▶ [The problem]:
Go line by line through the records below. Copy whichever lines contain the string "CompletionState".

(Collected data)
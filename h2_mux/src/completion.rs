// Copyright (c) 2023 Huawei Device Co., Ltd.
// Licensed under the Apache License, Version 2.0 (the "License");
// you may not use this file except in compliance with the License.
// You may obtain a copy of the License at
//
//     http://www.apache.org/licenses/LICENSE-2.0
//
// Unless required by applicable law or agreed to in writing, software
// distributed under the License is distributed on an "AS IS" BASIS,
// WITHOUT WARRANTIES OR CONDITIONS OF ANY KIND, either express or implied.
// See the License for the specific language governing permissions and
// limitations under the License.

//! Completion slots handed out by child-channel operations.

use std::future::Future;
use std::pin::Pin;
use std::sync::{Arc, Mutex};
use std::task::{Context, Poll, Waker};

use crate::error::MuxError;

/// Observable state of a [`Completion`].
#[derive(Debug, Clone, PartialEq, Eq)]
pub enum CompletionState<T> {
    /// The operation has not finished yet.
    Pending,
    /// The operation finished with the carried result.
    Done(Result<T, MuxError>),
}

struct Inner<T> {
    state: CompletionState<T>,
    waker: Option<Waker>,
}

/// A shared completion slot. The multiplexer resolves it exactly once; the
/// holder may inspect it synchronously with [`Completion::state`] or await
/// it as a `Future`. Clones observe the same slot.
pub struct Completion<T = ()> {
    inner: Arc<Mutex<Inner<T>>>,
}

impl<T> Clone for Completion<T> {
    fn clone(&self) -> Self {
        Self {
            inner: self.inner.clone(),
        }
    }
}

impl<T: Clone> Completion<T> {
    /// Creates a pending completion.
    pub fn new() -> Self {
        Self {
            inner: Arc::new(Mutex::new(Inner {
                state: CompletionState::Pending,
                waker: None,
            })),
        }
    }

    /// Creates an already-resolved completion.
    pub fn done(result: Result<T, MuxError>) -> Self {
        Self {
            inner: Arc::new(Mutex::new(Inner {
                state: CompletionState::Done(result),
                waker: None,
            })),
        }
    }

    /// Resolves the completion. Later calls on an already-resolved slot are
    /// ignored, so racing resolvers keep the first result.
    pub(crate) fn complete(&self, result: Result<T, MuxError>) {
        let mut inner = self.inner.lock().unwrap();
        if let CompletionState::Done(_) = inner.state {
            return;
        }
        inner.state = CompletionState::Done(result);
        if let Some(waker) = inner.waker.take() {
            waker.wake();
        }
    }

    /// Returns a snapshot of the current state.
    pub fn state(&self) -> CompletionState<T> {
        self.inner.lock().unwrap().state.clone()
    }

    /// Returns whether the completion has been resolved.
    pub fn is_done(&self) -> bool {
        matches!(self.inner.lock().unwrap().state, CompletionState::Done(_))
    }

    /// Returns the result if the completion has been resolved.
    pub fn result(&self) -> Option<Result<T, MuxError>> {
        match self.state() {
            CompletionState::Pending => None,
            CompletionState::Done(res) => Some(res),
        }
    }
}

impl<T: Clone> Default for Completion<T> {
    fn default() -> Self {
        Self::new()
    }
}

impl<T: Clone> Future for Completion<T> {
    type Output = Result<T, MuxError>;

    fn poll(self: Pin<&mut Self>, cx: &mut Context<'_>) -> Poll<Self::Output> {
        let mut inner = self.inner.lock().unwrap();
        match &inner.state {
            CompletionState::Done(res) => Poll::Ready(res.clone()),
            CompletionState::Pending => {
                inner.waker = Some(cx.waker().clone());
                Poll::Pending
            }
        }
    }
}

▶ [Answer area]:
pub enum CompletionState<T> {
    state: CompletionState<T>,
                state: CompletionState::Pending,
                state: CompletionState::Done(result),
        if let CompletionState::Done(_) = inner.state {
        inner.state = CompletionState::Done(result);
    pub fn state(&self) -> CompletionState<T> {
        matches!(self.inner.lock().unwrap().state, CompletionState::Done(_))
            CompletionState::Pending => None,
            CompletionState::Done(res) => Some(res),
            CompletionState::Done(res) => Poll::Ready(res.clone()),
            CompletionState::Pending => {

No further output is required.